Além disso, fica claro o papel da imprensa no desenvolvimento espiritual, tanto

para protestantes, como para católicos. Neste sentido, este texto ajuda a desmistificar a

ideia de que a reforma protestante é filha da imprensa. Ora, se é verdade que a reforma a

soube utilizar como meio de difusão dos ideais dos reformadores, também é verdade que

poucos são aqueles que os assumem conscientes das questões doutrinais subjacentes, como

também é verdade que poucos são os que eram capazes de ler. Para além disso, a

quantidade de obras, que marcam esta etapa histórica, apresentadas sobretudo no terceiro

subcapítulo, mostram como a descoberta da imprensa não é deveras alheia ao catolicismo.

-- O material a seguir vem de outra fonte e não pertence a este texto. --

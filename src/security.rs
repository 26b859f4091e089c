//! Response hardening applied to every route.
//!
//! Case data is sensitive, so on top of the usual browser headers every
//! `/api` response is marked `no-store` to keep it out of shared caches.

use actix_web::dev::{Service, ServiceRequest, ServiceResponse, Transform};
use actix_web::{Error, http::header};
use futures_util::future::{LocalBoxFuture, ready, Ready};
use std::rc::Rc;

const CSP: &str = "default-src 'self'; img-src 'self' data:; object-src 'none'; base-uri 'none'; frame-ancestors 'none'; form-action 'self'";
const HSTS: &str = "max-age=63072000; includeSubDomains";

#[derive(Clone, Default)]
pub struct SecurityHeaders {
    pub enable_hsts: bool,
}

impl SecurityHeaders {
    pub fn new(enable_hsts: bool) -> Self {
        Self { enable_hsts }
    }

    pub fn with_hsts(mut self, enable: bool) -> Self {
        self.enable_hsts = enable;
        self
    }

    fn defaults(&self) -> Vec<(header::HeaderName, header::HeaderValue)> {
        let mut v = vec![
            (header::CONTENT_SECURITY_POLICY, header::HeaderValue::from_static(CSP)),
            (header::REFERRER_POLICY, header::HeaderValue::from_static("no-referrer")),
            (header::X_CONTENT_TYPE_OPTIONS, header::HeaderValue::from_static("nosniff")),
            (header::X_FRAME_OPTIONS, header::HeaderValue::from_static("DENY")),
        ];
        if self.enable_hsts {
            v.push((header::STRICT_TRANSPORT_SECURITY, header::HeaderValue::from_static(HSTS)));
        }
        v
    }
}

impl<S, B> Transform<S, ServiceRequest> for SecurityHeaders
where
    S: Service<ServiceRequest, Response = ServiceResponse<B>, Error = Error> + 'static,
    S::Future: 'static,
    B: 'static,
{
    type Response = ServiceResponse<B>;
    type Error = Error;
    type InitError = ();
    type Transform = SecurityHeadersMiddleware<S>;
    type Future = Ready<Result<Self::Transform, Self::InitError>>;

    fn new_transform(&self, service: S) -> Self::Future {
        ready(Ok(SecurityHeadersMiddleware {
            service: Rc::new(service),
            headers: Rc::new(self.defaults()),
        }))
    }
}

pub struct SecurityHeadersMiddleware<S> {
    service: Rc<S>,
    headers: Rc<Vec<(header::HeaderName, header::HeaderValue)>>,
}

impl<S, B> Service<ServiceRequest> for SecurityHeadersMiddleware<S>
where
    S: Service<ServiceRequest, Response = ServiceResponse<B>, Error = Error> + 'static,
    S::Future: 'static,
    B: 'static,
{
    type Response = ServiceResponse<B>;
    type Error = Error;
    type Future = LocalBoxFuture<'static, Result<Self::Response, Self::Error>>;

    fn poll_ready(
        &self,
        ctx: &mut std::task::Context<'_>,
    ) -> std::task::Poll<Result<(), Self::Error>> {
        self.service.poll_ready(ctx)
    }

    fn call(&self, req: ServiceRequest) -> Self::Future {
        let svc = self.service.clone();
        let defaults = self.headers.clone();
        let is_api = req.path().starts_with("/api/");
        Box::pin(async move {
            let mut res = svc.call(req).await?;
            let headers = res.response_mut().headers_mut();
            for (name, value) in defaults.iter() {
                if !headers.contains_key(name) {
                    headers.insert(name.clone(), value.clone());
                }
            }
            if is_api && !headers.contains_key(header::CACHE_CONTROL) {
                headers.insert(header::CACHE_CONTROL, header::HeaderValue::from_static("no-store"));
            }
            Ok(res)
        })
    }
}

Por fim, destacamos a importância de Inácio de Loiola e dos jesuítas, que se

distinguem como directores, mestres e escritores espirituais; promovem devoções e,

sobretudo, a meditação mental, por via dos Exercícios inacianos; concorrem firmemente

para a evangelização e para a educação e influenciam outras grandes figuras desta época,

Page 6: recensão

como Teresa de Ávila ou Francisco de Sales. Assim, embora seja claro que a reforma

católica não se baseie na sua acção, o seu papel na concretização da reforma e na

revitalização espiritual no mínimo se nos depara preponderante.